> Information provided
******************************

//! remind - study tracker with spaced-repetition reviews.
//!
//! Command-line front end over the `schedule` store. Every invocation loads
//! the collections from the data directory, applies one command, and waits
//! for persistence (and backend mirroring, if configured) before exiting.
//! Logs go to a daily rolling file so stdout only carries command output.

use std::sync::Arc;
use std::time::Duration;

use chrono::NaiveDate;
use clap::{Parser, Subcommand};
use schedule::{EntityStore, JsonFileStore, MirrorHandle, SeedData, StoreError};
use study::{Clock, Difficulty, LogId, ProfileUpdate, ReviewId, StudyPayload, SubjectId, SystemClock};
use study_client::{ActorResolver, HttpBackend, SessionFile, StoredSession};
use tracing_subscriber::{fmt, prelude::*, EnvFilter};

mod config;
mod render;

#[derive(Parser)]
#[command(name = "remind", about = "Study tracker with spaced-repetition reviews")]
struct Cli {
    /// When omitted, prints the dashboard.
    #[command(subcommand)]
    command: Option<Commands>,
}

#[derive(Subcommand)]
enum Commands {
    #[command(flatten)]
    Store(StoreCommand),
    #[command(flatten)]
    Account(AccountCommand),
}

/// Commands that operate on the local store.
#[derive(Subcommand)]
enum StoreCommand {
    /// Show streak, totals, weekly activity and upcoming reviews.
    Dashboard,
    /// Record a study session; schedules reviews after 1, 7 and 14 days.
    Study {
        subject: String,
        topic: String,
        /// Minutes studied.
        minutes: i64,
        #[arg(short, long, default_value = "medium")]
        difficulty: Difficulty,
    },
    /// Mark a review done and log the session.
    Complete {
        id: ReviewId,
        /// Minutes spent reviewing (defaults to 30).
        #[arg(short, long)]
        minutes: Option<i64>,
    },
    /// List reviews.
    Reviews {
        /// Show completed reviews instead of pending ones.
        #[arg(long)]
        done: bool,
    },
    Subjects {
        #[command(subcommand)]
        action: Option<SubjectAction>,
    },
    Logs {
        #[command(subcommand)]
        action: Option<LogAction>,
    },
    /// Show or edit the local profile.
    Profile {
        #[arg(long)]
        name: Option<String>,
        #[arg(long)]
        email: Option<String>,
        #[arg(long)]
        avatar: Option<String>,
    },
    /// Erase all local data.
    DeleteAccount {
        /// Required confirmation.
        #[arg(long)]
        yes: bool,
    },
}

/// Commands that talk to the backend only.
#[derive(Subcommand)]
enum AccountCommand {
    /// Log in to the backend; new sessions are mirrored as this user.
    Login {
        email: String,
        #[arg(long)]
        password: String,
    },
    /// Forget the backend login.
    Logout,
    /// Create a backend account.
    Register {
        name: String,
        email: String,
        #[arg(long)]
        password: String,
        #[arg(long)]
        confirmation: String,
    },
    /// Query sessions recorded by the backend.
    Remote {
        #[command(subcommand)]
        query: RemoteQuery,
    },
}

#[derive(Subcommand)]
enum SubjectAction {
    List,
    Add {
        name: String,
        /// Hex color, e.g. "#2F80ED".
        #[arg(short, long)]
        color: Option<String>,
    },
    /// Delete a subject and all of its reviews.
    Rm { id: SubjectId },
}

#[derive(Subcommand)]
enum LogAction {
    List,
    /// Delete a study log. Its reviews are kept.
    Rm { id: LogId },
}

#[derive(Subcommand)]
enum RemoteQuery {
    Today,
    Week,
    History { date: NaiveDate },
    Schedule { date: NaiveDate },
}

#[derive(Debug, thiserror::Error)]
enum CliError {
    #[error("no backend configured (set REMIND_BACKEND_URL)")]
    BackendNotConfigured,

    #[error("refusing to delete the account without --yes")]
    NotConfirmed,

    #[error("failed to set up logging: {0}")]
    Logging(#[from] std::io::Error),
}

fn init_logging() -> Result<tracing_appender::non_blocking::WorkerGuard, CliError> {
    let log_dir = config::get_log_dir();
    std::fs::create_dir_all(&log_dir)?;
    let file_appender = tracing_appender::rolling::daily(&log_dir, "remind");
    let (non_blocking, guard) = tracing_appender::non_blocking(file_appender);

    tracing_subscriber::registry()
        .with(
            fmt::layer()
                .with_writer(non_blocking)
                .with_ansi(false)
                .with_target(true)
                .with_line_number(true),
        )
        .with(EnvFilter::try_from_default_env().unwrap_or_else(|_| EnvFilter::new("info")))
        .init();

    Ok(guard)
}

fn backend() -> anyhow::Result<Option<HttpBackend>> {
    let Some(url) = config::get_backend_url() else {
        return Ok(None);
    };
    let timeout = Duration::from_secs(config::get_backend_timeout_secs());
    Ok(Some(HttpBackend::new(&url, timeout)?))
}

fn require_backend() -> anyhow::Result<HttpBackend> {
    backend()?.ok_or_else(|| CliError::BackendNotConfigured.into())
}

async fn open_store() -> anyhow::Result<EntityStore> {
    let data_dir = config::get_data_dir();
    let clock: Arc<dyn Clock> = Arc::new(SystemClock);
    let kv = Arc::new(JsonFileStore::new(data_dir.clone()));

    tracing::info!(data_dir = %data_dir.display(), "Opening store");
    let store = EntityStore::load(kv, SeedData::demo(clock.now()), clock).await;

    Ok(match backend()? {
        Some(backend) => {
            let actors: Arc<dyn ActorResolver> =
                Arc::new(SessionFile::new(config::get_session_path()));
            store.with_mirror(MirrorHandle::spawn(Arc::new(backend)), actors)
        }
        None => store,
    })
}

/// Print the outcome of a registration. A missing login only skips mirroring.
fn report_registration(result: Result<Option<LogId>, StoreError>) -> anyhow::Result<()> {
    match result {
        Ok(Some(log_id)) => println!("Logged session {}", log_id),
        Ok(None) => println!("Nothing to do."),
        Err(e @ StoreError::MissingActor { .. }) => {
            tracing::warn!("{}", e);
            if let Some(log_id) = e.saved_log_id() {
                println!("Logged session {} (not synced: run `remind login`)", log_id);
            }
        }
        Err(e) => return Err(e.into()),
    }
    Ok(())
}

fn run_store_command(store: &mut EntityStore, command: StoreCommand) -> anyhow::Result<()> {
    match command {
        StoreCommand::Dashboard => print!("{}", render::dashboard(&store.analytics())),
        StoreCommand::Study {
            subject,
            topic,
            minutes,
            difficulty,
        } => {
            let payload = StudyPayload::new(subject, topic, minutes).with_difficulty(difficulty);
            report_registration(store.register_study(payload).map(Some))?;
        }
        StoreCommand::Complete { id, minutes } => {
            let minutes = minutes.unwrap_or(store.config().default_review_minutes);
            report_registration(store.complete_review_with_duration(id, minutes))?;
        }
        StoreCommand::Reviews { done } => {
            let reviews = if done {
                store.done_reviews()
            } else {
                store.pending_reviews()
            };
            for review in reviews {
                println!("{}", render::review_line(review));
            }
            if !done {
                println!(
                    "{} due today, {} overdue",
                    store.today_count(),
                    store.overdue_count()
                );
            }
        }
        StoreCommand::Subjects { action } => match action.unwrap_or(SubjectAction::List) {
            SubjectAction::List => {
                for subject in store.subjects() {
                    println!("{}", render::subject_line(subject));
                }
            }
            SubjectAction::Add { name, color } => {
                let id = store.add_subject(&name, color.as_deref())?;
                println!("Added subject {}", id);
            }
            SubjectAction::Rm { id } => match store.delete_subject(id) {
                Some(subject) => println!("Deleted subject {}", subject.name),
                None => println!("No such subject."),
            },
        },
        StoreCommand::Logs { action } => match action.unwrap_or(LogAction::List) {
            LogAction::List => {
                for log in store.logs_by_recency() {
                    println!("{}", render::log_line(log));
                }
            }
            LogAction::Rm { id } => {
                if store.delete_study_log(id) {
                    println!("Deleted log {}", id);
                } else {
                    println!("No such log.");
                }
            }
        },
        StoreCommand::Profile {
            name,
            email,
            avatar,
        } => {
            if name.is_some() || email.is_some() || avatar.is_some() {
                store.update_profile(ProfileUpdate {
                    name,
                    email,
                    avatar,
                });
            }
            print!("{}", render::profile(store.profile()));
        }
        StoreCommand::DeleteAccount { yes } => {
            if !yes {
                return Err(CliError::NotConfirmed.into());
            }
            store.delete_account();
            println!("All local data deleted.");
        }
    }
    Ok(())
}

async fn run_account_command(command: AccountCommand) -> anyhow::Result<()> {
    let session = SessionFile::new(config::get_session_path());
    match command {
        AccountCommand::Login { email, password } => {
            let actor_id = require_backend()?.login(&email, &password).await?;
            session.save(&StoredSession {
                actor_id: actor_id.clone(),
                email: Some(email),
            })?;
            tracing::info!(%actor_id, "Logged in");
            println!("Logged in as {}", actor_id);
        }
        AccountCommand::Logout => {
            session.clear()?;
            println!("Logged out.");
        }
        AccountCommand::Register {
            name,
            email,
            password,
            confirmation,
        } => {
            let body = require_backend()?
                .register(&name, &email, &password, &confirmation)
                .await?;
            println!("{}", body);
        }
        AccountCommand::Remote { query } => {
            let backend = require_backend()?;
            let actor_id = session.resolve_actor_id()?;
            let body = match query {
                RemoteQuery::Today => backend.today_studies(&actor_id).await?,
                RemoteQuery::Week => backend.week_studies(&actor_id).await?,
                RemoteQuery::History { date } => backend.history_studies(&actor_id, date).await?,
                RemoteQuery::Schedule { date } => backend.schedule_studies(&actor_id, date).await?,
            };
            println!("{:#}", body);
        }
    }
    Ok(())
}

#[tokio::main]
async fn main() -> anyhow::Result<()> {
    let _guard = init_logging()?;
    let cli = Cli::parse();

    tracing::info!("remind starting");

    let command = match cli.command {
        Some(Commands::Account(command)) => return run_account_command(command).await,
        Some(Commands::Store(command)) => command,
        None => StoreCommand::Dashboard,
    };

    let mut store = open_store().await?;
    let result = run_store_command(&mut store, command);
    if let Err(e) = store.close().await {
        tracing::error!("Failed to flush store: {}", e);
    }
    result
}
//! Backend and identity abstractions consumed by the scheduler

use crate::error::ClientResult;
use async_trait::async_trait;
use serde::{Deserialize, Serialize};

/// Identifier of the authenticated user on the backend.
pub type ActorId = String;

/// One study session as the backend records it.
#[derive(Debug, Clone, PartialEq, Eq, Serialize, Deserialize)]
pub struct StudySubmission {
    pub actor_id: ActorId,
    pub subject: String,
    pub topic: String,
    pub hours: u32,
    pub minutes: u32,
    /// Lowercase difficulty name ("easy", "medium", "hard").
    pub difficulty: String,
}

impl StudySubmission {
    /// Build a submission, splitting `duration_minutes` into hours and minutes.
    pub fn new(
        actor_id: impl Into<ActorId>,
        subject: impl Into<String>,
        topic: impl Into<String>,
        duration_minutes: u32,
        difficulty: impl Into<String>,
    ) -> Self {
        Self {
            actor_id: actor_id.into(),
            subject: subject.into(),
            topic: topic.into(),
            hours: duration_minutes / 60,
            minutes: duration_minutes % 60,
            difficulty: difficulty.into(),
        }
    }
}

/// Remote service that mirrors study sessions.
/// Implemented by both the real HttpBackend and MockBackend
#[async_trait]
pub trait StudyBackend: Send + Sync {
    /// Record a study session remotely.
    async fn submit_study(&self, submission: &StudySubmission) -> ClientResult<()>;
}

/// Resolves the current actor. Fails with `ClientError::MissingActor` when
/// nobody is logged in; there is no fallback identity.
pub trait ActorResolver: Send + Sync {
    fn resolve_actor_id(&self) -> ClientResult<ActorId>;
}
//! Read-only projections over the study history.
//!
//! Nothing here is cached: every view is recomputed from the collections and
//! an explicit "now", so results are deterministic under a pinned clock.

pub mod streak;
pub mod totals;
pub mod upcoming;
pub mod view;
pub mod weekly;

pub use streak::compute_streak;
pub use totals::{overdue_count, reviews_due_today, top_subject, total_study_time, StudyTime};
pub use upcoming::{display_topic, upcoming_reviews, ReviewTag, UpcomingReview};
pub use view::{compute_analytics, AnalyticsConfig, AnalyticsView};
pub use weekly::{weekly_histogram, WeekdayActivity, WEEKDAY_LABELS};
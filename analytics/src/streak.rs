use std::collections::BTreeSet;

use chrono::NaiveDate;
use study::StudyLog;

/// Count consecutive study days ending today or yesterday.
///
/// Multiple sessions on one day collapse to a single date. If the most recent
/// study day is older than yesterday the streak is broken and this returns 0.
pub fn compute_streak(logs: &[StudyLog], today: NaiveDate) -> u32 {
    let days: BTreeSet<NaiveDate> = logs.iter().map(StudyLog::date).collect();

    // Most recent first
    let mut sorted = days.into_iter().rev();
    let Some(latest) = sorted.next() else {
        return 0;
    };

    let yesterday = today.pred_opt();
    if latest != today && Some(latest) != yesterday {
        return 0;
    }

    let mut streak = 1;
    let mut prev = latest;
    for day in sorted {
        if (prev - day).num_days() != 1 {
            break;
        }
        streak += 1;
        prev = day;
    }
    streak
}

******************************

Gather from the records above every line containing the string "upcoming".

> Exercise output
    /// Show streak, totals, weekly activity and upcoming reviews.
pub mod upcoming;
pub use upcoming::{display_topic, upcoming_reviews, ReviewTag, UpcomingReview};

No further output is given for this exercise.